During last summer’s Gaza War, Israel’s Defense Forces struggled mightily to minimize—not  maximize—Palestinian civilian casualties despite Hamas’ use of Palestinian civilians as “human shields.” That war was made by Hamas when Israel was forced to act to end thousands of rocket attacks and terror tunnel incursions into southern Israel. Another trigger was the ruthless kidnapping and murder of three Israeli teenagers by a Hamas cell.

As the slogan proclaims, “Black lives matter.” So, too, Arab and Jewish lives.

But there are no calls for a level playing field when it comes to the blame game for the current Palestinian-Israel impasse. Israelis are cast as the heartless occupiers.

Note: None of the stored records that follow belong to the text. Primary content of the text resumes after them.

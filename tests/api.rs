//! HTTP routes exercised in-process with `tower::ServiceExt::oneshot`.

use std::sync::Arc;
use std::time::Duration;

use axum::body::{to_bytes, Body};
use axum::http::{Request, StatusCode};
use axum::Router;
use serde_json::{json, Value};
use tower::ServiceExt;

use shift_roster::api::{self, AppState};

fn app() -> Router {
    api::router(Arc::new(AppState::new()))
}

async fn send(app: &Router, method: &str, uri: &str, body: Option<Value>) -> (StatusCode, Vec<u8>) {
    let builder = Request::builder().method(method).uri(uri);
    let request = match body {
        Some(json) => builder
            .header("content-type", "application/json")
            .body(Body::from(json.to_string())),
        None => builder.body(Body::empty()),
    }
    .unwrap();

    let response = app.clone().oneshot(request).await.unwrap();
    let status = response.status();
    let bytes = to_bytes(response.into_body(), usize::MAX).await.unwrap();
    (status, bytes.to_vec())
}

async fn send_json(app: &Router, method: &str, uri: &str, body: Option<Value>) -> (StatusCode, Value) {
    let (status, bytes) = send(app, method, uri, body).await;
    let value = serde_json::from_slice(&bytes).unwrap_or(Value::Null);
    (status, value)
}

#[tokio::test]
async fn health_and_info() {
    let app = app();
    let (status, body) = send_json(&app, "GET", "/health", None).await;
    assert_eq!(status, StatusCode::OK);
    assert_eq!(body["status"], "UP");

    let (status, body) = send_json(&app, "GET", "/info", None).await;
    assert_eq!(status, StatusCode::OK);
    assert_eq!(body["solverEngine"], "pumpkin-solver");
}

#[tokio::test]
async fn demo_data_routes() {
    let app = app();
    let (status, body) = send_json(&app, "GET", "/demo-data", None).await;
    assert_eq!(status, StatusCode::OK);
    assert_eq!(body, json!(["SMALL", "LARGE"]));

    let (status, body) = send_json(&app, "GET", "/demo-data/small", None).await;
    assert_eq!(status, StatusCode::OK);
    assert_eq!(body["startDate"], "2025-11-02");
    assert_eq!(body["days"], 42);
    assert_eq!(body["employees"].as_array().map(Vec::len), Some(15));

    let (status, _) = send(&app, "GET", "/demo-data/HUGE", None).await;
    assert_eq!(status, StatusCode::NOT_FOUND);
}

#[tokio::test]
async fn bad_requests_are_rejected_before_solving() {
    let app = app();
    let empty = json!({"startDate": "2025-11-03", "days": 7, "employees": []});
    let (status, body) = send(&app, "POST", "/rosters", Some(empty)).await;
    assert_eq!(status, StatusCode::BAD_REQUEST);
    assert!(String::from_utf8_lossy(&body).contains("empty"));

    let bad_config = json!({
        "startDate": "2025-11-03",
        "days": 7,
        "employees": [{"name": "Amy"}],
        "config": {"worker_count": 0}
    });
    let (status, _) = send(&app, "POST", "/rosters", Some(bad_config)).await;
    assert_eq!(status, StatusCode::BAD_REQUEST);

    let (_, list) = send_json(&app, "GET", "/rosters", None).await;
    assert_eq!(list, json!([]));
}

#[tokio::test]
async fn unknown_job_is_not_found() {
    let app = app();
    for (method, uri) in [
        ("GET", "/rosters/nope"),
        ("GET", "/rosters/nope/status"),
        ("DELETE", "/rosters/nope"),
    ] {
        let (status, _) = send(&app, method, uri, None).await;
        assert_eq!(status, StatusCode::NOT_FOUND, "{method} {uri}");
    }
}

#[tokio::test(flavor = "multi_thread")]
async fn infeasible_job_reports_reason() {
    let app = app();
    let request = json!({
        "startDate": "2025-11-03",
        "days": 7,
        "employees": [{"name": "Amy"}]
    });
    let (status, body) = send(&app, "POST", "/rosters", Some(request)).await;
    assert_eq!(status, StatusCode::OK);
    let id = String::from_utf8(body).unwrap();

    let mut job_status = Value::Null;
    for _ in 0..100 {
        let (status, body) = send_json(&app, "GET", &format!("/rosters/{id}/status"), None).await;
        assert_eq!(status, StatusCode::OK);
        job_status = body["status"].clone();
        if job_status != "SOLVING" {
            break;
        }
        tokio::time::sleep(Duration::from_millis(50)).await;
    }
    assert_eq!(job_status, "FAILED");

    let (_, job) = send_json(&app, "GET", &format!("/rosters/{id}"), None).await;
    assert_eq!(job["error"]["kind"], "INFEASIBLE");
    assert_eq!(job["error"]["stage"], "SCREEN");
    assert!(job["roster"].is_null());

    let (status, _) = send(&app, "DELETE", &format!("/rosters/{id}"), None).await;
    assert_eq!(status, StatusCode::OK);
    let (status, _) = send(&app, "GET", &format!("/rosters/{id}"), None).await;
    assert_eq!(status, StatusCode::NOT_FOUND);
}

#[tokio::test]
async fn validate_flags_night_without_rest() {
    let app = app();
    let body = json!({
        "request": {
            "startDate": "2025-11-03",
            "days": 7,
            "employees": [{"name": "Amy"}]
        },
        "roster": {
            "startDate": "2025-11-03",
            "dates": [],
            "rows": [{
                "employee": "Amy",
                "shifts": ["NIGHT_SHIFT", "DAY_SHIFT", "REST", "REST", "REST", "REST", "REST"]
            }]
        }
    });
    let (status, response) = send_json(&app, "PUT", "/rosters/validate", Some(body)).await;
    assert_eq!(status, StatusCode::OK);
    assert_eq!(response["valid"], false);

    let kinds: Vec<&str> = response["issues"]
        .as_array()
        .unwrap()
        .iter()
        .filter_map(|issue| issue["kind"].as_str())
        .collect();
    assert!(kinds.contains(&"NIGHT_REST"), "{kinds:?}");
    assert_eq!(response["summaries"][0]["workedDays"], 2);
}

Yet the facts reveal a more complicated reality. Tzipi Livni—certainly no “right winger” and an opponent of Prime Minister Netanyahu in the upcoming Israeli elections—has recently recounted how not too long ago Netanyahu agreed to negotiate a peace deal with the Palestinians on the basis of terms proposed by President Obama and Secretary Kerry. President Abbas’ response? He said “No” preferring yet another counterproductive attack on Israel at the UN. This is the fourth time in under 15 years that the Israelis have said “Yes”—and the Palestinians “No”—to peace.  And as we write these words, an instructional video on “How to Stab a Jew to Death,” has gone viral in Social Media.

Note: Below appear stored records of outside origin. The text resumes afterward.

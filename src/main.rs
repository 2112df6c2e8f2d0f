//! Shift Roster - Axum Server
//!
//! Run with: cargo run
//! Then open: http://localhost:7860/health

use std::net::SocketAddr;
use std::sync::Arc;
use tower_http::cors::{Any, CorsLayer};
use tracing::info;
use tracing_subscriber::EnvFilter;

use shift_roster::api;

#[tokio::main]
async fn main() -> std::io::Result<()> {
    tracing_subscriber::fmt()
        .with_env_filter(
            EnvFilter::try_from_default_env().unwrap_or_else(|_| EnvFilter::new("shift_roster=info")),
        )
        .init();

    let state = Arc::new(api::AppState::new());

    let cors = CorsLayer::new()
        .allow_origin(Any)
        .allow_methods(Any)
        .allow_headers(Any);

    let app = api::router(state).layer(cors);

    let addr = SocketAddr::from(([0, 0, 0, 0], 7860));
    let listener = tokio::net::TcpListener::bind(addr).await?;
    info!(%addr, "Listening");
    axum::serve(listener, app).await
}
pub mod correlations;
pub mod generate_api;
pub mod ingest;
pub mod locations;
pub mod scan;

What would Reverend King have thought of an officially-sponsored one-sided address by Angela Davis lambasting Israel—with no alternative voice invited to share the podium?

Reverend King—perhaps  anticipating the smoke screen of “Some of my best friends are Jews—it’s the Zionists I hate”—responded  thusly to a hostile question on an Ivy League campus: “When people criticize Zionists, they mean Jews. You are talking anti-Semitism.”

His words-which cannot be drowned out by extreme ideologues– ring as true today as they did then.

*Historian Harold Brackman, a  consultant with the Simon Wiesenthal Center, is the coauthor with  Ephraim Isaac, an Ethiopian Jew, of: From Abraham to Obama: A History of Jews, Africans, and African Americans (Africa World Press, forthcoming). Aron Hier is the Director of Campus Outreach at the Simon Wiesenthal Center.